After more thought and discussion, it seems that width is more of an issue if it’s behind you (as on the Rans HammerTruck, which I found cumbersome to maneuver on foot) than if it’s next to you (as with the Chariot Sidecarrier) or in front of you. I still think it would be a problem for a couple of the sidecar entries, but on second thought probably not a big deal on your bike.
A “utility” bike needs a lockable, solid sided container to hold the stuff you purchased at the first store while you’re shopping in the second store.
Not as large a problem for me as you might think, though it does cause me to order my purchases. So buy beer last.
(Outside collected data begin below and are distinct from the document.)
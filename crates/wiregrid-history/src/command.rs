use std::any::Any;

use wiregrid_core::{Pos, Rect, WireMask};
use wiregrid_world::{Tile, TileId, World, WorldError};

/// Type alias for boxed commands
pub type CommandBox = Box<dyn Command>;

/// Trait for undoable world edits
pub trait Command: std::fmt::Debug + Send {
    /// Apply the edit, returning affected cells
    fn execute(&mut self, world: &mut World) -> Result<Vec<Pos>, WorldError>;

    /// Revert the edit, returning affected cells
    fn undo(&mut self, world: &mut World) -> Result<Vec<Pos>, WorldError>;

    /// Get a description of this command (for UI display)
    fn description(&self) -> &str;

    /// Fold an already executed command into this one.
    /// Returns true if merge was successful
    fn merge(&mut self, _other: &dyn Command) -> bool {
        false
    }

    /// Check if this command can be merged with another
    fn can_merge(&self, _other: &dyn Command) -> bool {
        false
    }

    fn as_any(&self) -> &dyn Any;
}

/// Add channels along a set of cells, typically one drag stroke or a route
#[derive(Debug)]
pub struct PaintWireCommand {
    cells: Vec<Pos>,
    mask: WireMask,
    previous: Vec<(Pos, WireMask)>,
}

impl PaintWireCommand {
    pub fn new(cells: Vec<Pos>, mask: WireMask) -> Self {
        Self {
            cells,
            mask,
            previous: Vec::new(),
        }
    }

    /// Paint every cell of the rectangle spanned by two corners
    pub fn span(from: Pos, to: Pos, mask: WireMask) -> Self {
        Self::new(Rect::from_corners(from, to).iter().collect(), mask)
    }

    pub fn mask(&self) -> WireMask {
        self.mask
    }

    pub fn cells(&self) -> &[Pos] {
        &self.cells
    }
}

impl Command for PaintWireCommand {
    fn execute(&mut self, world: &mut World) -> Result<Vec<Pos>, WorldError> {
        self.previous.clear();
        for &pos in &self.cells {
            let old = world.paint_wire(pos, self.mask);
            self.previous.push((pos, old));
        }
        Ok(self.cells.clone())
    }

    fn undo(&mut self, world: &mut World) -> Result<Vec<Pos>, WorldError> {
        // Reverse order so a cell painted twice ends on its first value
        for &(pos, old) in self.previous.iter().rev() {
            world.set_wire(pos, old);
        }
        Ok(self.cells.clone())
    }

    fn description(&self) -> &str {
        "Paint wire"
    }

    fn can_merge(&self, other: &dyn Command) -> bool {
        other
            .as_any()
            .downcast_ref::<PaintWireCommand>()
            .is_some_and(|other| other.mask == self.mask)
    }

    fn merge(&mut self, other: &dyn Command) -> bool {
        let Some(other) = other.as_any().downcast_ref::<PaintWireCommand>() else {
            return false;
        };
        if other.mask != self.mask {
            return false;
        }
        self.cells.extend_from_slice(&other.cells);
        self.previous.extend_from_slice(&other.previous);
        true
    }

    fn as_any(&self) -> &dyn Any {
        self
    }
}

/// Remove channels from every wired cell in a rectangle
#[derive(Debug)]
pub struct EraseWireCommand {
    rect: Rect,
    mask: WireMask,
    previous: Vec<(Pos, WireMask)>,
}

impl EraseWireCommand {
    pub fn new(rect: Rect, mask: WireMask) -> Self {
        Self {
            rect,
            mask,
            previous: Vec::new(),
        }
    }
}

impl Command for EraseWireCommand {
    fn execute(&mut self, world: &mut World) -> Result<Vec<Pos>, WorldError> {
        self.previous.clear();
        for (pos, wire) in world.wired_cells(self.rect) {
            if wire.intersects(self.mask) {
                world.erase_wire(pos, self.mask);
                self.previous.push((pos, wire));
            }
        }
        Ok(self.previous.iter().map(|(pos, _)| *pos).collect())
    }

    fn undo(&mut self, world: &mut World) -> Result<Vec<Pos>, WorldError> {
        let mut affected = Vec::new();
        for &(pos, wire) in &self.previous {
            world.set_wire(pos, wire);
            affected.push(pos);
        }
        Ok(affected)
    }

    fn description(&self) -> &str {
        "Erase wire"
    }

    fn as_any(&self) -> &dyn Any {
        self
    }
}

/// Place a tile; undo takes it back off the grid, state included
#[derive(Debug)]
pub struct PlaceTileCommand {
    origin: Pos,
    tile: Option<Box<dyn Tile>>,
    placed: Option<TileId>,
}

impl PlaceTileCommand {
    pub fn new(origin: Pos, tile: Box<dyn Tile>) -> Self {
        Self {
            origin,
            tile: Some(tile),
            placed: None,
        }
    }

    /// Id the tile was given by the latest execute
    pub fn placed(&self) -> Option<TileId> {
        self.placed
    }
}

impl Command for PlaceTileCommand {
    fn execute(&mut self, world: &mut World) -> Result<Vec<Pos>, WorldError> {
        let Some(tile) = self.tile.take() else {
            return Ok(Vec::new());
        };
        let id = world.place_tile(self.origin, tile)?;
        self.placed = Some(id);
        Ok(footprint_cells(world, id))
    }

    fn undo(&mut self, world: &mut World) -> Result<Vec<Pos>, WorldError> {
        let Some(id) = self.placed.take() else {
            return Ok(Vec::new());
        };
        let affected = footprint_cells(world, id);
        self.tile = Some(world.remove_tile(id)?);
        Ok(affected)
    }

    fn description(&self) -> &str {
        "Place tile"
    }

    fn as_any(&self) -> &dyn Any {
        self
    }
}

/// Remove a tile; undo puts the same tile back where it was
#[derive(Debug)]
pub struct RemoveTileCommand {
    id: TileId,
    removed: Option<(Pos, Box<dyn Tile>)>,
}

impl RemoveTileCommand {
    pub fn new(id: TileId) -> Self {
        Self { id, removed: None }
    }

    /// Id of the tile this command currently targets. Changes after an undo,
    /// since the restored tile is placed anew.
    pub fn target(&self) -> TileId {
        self.id
    }
}

impl Command for RemoveTileCommand {
    fn execute(&mut self, world: &mut World) -> Result<Vec<Pos>, WorldError> {
        let origin = world.tile_origin(self.id).ok_or(WorldError::UnknownTile(self.id))?;
        let affected = footprint_cells(world, self.id);
        let tile = world.remove_tile(self.id)?;
        self.removed = Some((origin, tile));
        Ok(affected)
    }

    fn undo(&mut self, world: &mut World) -> Result<Vec<Pos>, WorldError> {
        let Some((origin, tile)) = self.removed.take() else {
            return Ok(Vec::new());
        };
        self.id = world.place_tile(origin, tile)?;
        Ok(footprint_cells(world, self.id))
    }

    fn description(&self) -> &str {
        "Remove tile"
    }

    fn as_any(&self) -> &dyn Any {
        self
    }
}

fn footprint_cells(world: &World, id: TileId) -> Vec<Pos> {
    world.footprint(id).map(|rect| rect.iter().collect()).unwrap_or_default()
}

/// Composite command for batch operations.
///
/// If a step fails, the steps already applied are undone before the error
/// is returned.
#[derive(Debug)]
pub struct CompositeCommand {
    commands: Vec<CommandBox>,
    description: String,
}

impl CompositeCommand {
    pub fn new(commands: Vec<CommandBox>, description: impl Into<String>) -> Self {
        Self {
            commands,
            description: description.into(),
        }
    }

    pub fn len(&self) -> usize {
        self.commands.len()
    }

    pub fn is_empty(&self) -> bool {
        self.commands.is_empty()
    }
}

impl Command for CompositeCommand {
    fn execute(&mut self, world: &mut World) -> Result<Vec<Pos>, WorldError> {
        let mut affected = Vec::new();
        for done in 0..self.commands.len() {
            match self.commands[done].execute(world) {
                Ok(cells) => affected.extend(cells),
                Err(err) => {
                    for cmd in self.commands[..done].iter_mut().rev() {
                        cmd.undo(world)?;
                    }
                    return Err(err);
                }
            }
        }
        Ok(affected)
    }

    fn undo(&mut self, world: &mut World) -> Result<Vec<Pos>, WorldError> {
        let mut affected = Vec::new();
        // Undo in reverse order
        for cmd in self.commands.iter_mut().rev() {
            affected.extend(cmd.undo(world)?);
        }
        Ok(affected)
    }

    fn description(&self) -> &str {
        &self.description
    }

    fn as_any(&self) -> &dyn Any {
        self
    }
}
Even at my first stop I’d like to secure my pump, tire levers, spare tube, patch kit, multi-tool, bike-computer/gps, etc., like the tray built into the rear deck on the Littleford entry, for example.
I recently read an article about stores not liking it when cyclists bring a knapsack in w/ them. One bike riding reader commented he was sorry that he didn’t transport himself in a giant mobile safe, i.e., a car. The humor highlights my point perfectly. A utility bike needs a safe to protect all kinds of stuff we decide to carry w/ us.
No kidding. I usually don’t have problems wearing my backpack into stores, but Next Adventure recently gave me a hard time about it. Their counter area is very open and not secure looking, so I was unwilling to leave my bag at the front, and they only very reluctantly allowed me into the store.
It’s a non-issue for me. I don’t leave my backpack in my car, either. Its contents are usually worth considerably more than the car.